Scan the entries below and extract each line with the word "rasterisation" in it.

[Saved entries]
====
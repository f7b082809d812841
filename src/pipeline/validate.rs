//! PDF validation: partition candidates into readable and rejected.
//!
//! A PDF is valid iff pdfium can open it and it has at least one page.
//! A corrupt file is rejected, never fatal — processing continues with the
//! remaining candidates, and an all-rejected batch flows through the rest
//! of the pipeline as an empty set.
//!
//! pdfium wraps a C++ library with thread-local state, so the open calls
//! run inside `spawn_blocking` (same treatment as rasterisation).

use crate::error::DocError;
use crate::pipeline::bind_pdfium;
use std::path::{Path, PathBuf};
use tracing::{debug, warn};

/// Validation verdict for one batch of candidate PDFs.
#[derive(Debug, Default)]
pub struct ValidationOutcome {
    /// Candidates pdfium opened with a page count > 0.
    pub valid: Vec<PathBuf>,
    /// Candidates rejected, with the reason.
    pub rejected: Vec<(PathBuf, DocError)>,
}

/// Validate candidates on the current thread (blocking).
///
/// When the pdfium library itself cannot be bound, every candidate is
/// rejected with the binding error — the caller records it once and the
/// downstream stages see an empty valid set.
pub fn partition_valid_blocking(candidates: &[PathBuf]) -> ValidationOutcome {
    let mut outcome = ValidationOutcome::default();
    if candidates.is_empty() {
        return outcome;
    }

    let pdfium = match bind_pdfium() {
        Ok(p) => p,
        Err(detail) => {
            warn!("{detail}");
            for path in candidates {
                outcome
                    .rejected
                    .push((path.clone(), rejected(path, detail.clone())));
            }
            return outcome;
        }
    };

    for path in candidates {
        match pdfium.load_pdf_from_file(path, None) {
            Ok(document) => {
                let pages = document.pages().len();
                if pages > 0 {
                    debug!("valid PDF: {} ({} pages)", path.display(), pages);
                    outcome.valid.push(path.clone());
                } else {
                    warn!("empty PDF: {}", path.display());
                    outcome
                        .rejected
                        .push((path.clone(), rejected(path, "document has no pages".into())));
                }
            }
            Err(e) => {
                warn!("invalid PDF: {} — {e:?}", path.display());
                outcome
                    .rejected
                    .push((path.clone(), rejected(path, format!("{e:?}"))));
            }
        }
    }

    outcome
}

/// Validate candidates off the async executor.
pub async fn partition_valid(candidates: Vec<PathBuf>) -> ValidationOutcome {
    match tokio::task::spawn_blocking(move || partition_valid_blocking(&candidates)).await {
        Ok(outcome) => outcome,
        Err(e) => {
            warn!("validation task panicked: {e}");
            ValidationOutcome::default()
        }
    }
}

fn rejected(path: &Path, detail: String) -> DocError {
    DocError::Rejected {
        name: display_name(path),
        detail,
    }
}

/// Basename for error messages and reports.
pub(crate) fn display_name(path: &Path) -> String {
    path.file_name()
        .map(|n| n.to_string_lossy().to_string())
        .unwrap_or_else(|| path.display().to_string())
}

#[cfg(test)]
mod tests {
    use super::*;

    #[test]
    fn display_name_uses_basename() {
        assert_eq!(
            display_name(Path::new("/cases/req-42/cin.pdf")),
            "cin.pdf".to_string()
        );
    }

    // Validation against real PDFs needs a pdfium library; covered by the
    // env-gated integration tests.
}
====
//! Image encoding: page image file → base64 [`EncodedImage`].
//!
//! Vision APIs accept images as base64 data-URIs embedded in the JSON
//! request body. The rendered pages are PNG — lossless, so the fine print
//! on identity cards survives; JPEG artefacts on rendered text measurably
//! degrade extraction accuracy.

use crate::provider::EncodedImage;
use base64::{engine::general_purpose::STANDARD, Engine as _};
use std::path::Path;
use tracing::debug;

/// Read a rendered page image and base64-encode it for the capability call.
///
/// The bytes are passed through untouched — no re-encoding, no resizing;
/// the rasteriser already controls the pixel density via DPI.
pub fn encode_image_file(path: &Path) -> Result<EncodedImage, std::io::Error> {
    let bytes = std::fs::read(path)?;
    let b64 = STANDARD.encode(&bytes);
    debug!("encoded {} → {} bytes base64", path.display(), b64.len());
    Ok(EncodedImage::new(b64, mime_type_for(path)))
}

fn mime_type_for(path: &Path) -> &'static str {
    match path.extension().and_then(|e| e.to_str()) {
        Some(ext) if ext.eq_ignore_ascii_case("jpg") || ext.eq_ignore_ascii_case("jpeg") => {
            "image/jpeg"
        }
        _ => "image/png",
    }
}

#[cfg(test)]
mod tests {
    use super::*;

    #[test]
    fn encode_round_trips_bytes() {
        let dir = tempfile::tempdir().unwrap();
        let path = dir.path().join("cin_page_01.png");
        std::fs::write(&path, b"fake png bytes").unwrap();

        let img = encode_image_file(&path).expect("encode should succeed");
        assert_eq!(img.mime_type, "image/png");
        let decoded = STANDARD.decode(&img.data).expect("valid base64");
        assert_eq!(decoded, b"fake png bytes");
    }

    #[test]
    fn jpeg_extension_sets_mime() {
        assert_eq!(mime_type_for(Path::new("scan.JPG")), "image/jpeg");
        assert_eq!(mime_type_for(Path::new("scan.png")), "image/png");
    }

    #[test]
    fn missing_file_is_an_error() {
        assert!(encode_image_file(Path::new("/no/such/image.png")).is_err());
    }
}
====
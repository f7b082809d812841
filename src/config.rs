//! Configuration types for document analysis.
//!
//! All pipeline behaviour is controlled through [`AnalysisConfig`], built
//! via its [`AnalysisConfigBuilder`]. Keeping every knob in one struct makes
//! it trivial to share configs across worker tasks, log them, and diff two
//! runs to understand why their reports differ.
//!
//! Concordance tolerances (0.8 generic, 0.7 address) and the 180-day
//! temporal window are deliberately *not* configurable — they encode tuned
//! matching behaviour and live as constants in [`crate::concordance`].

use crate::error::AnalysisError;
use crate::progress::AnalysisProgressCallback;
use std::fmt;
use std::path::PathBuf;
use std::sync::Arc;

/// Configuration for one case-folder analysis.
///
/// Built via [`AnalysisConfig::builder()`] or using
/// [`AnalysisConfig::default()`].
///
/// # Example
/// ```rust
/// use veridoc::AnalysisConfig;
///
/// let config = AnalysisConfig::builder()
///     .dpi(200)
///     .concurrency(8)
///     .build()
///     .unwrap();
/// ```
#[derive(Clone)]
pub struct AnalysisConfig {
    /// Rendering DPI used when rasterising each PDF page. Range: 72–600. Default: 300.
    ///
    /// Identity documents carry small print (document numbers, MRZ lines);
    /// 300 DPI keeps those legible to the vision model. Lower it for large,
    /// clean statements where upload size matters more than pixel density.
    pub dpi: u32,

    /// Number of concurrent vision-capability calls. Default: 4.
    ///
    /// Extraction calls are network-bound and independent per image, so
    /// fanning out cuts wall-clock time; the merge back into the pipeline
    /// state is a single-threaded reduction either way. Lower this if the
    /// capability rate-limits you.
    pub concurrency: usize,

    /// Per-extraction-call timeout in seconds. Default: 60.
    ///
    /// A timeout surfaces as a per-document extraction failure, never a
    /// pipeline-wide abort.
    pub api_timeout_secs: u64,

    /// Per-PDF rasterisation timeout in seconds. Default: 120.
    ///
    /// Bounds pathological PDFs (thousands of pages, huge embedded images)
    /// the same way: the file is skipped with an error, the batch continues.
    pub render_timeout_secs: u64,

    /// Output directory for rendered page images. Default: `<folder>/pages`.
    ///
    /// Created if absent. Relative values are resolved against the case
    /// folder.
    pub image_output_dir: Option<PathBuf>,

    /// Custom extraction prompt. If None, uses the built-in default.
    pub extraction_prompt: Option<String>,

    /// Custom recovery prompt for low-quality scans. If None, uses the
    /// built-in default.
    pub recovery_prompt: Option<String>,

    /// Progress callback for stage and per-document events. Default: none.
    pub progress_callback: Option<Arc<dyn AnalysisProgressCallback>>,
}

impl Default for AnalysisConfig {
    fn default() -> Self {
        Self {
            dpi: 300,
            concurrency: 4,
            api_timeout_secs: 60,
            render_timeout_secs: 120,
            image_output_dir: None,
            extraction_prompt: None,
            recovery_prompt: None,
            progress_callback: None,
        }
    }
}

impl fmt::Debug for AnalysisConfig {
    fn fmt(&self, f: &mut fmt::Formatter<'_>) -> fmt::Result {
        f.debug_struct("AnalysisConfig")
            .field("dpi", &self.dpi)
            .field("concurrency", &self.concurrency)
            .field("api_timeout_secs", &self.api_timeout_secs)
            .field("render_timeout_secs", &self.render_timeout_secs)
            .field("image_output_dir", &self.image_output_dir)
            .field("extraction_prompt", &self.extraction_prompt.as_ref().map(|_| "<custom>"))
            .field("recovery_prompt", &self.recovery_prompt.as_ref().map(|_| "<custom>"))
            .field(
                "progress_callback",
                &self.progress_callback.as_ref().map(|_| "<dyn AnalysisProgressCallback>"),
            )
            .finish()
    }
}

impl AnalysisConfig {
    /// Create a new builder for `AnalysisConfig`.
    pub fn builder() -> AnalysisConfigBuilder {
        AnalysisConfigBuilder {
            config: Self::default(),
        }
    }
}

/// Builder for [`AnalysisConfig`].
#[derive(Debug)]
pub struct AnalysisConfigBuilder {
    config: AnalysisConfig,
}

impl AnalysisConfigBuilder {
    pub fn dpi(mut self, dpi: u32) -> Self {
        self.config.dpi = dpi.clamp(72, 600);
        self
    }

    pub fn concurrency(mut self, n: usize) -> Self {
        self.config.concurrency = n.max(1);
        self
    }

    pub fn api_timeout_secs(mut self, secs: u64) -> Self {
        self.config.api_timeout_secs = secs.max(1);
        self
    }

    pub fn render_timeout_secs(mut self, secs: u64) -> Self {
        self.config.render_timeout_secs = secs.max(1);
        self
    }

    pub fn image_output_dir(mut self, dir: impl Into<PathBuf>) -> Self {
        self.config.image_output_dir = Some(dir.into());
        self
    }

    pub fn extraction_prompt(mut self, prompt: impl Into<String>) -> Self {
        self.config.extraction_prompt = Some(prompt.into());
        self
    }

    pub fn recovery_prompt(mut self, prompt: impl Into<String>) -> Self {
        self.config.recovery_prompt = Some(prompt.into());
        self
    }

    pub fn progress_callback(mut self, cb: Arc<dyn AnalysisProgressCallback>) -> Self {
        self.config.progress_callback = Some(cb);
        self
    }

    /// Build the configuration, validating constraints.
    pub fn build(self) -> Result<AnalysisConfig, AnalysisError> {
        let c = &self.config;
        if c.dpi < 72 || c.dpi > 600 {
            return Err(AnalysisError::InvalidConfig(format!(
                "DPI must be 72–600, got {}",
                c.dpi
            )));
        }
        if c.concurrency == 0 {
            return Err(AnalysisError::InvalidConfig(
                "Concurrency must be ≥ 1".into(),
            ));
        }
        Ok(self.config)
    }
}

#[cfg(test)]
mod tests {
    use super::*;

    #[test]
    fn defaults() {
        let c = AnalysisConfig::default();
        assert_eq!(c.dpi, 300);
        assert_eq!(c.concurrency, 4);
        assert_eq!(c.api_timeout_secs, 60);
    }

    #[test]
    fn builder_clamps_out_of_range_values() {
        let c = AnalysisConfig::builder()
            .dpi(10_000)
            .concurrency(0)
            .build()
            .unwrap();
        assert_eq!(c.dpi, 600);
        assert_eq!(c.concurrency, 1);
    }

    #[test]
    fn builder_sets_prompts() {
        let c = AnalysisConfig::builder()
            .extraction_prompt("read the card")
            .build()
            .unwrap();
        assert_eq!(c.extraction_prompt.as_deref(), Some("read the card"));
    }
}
====
RESPONSE AREA:
//! run inside `spawn_blocking` (same treatment as rasterisation).
    /// Per-PDF rasterisation timeout in seconds. Default: 120.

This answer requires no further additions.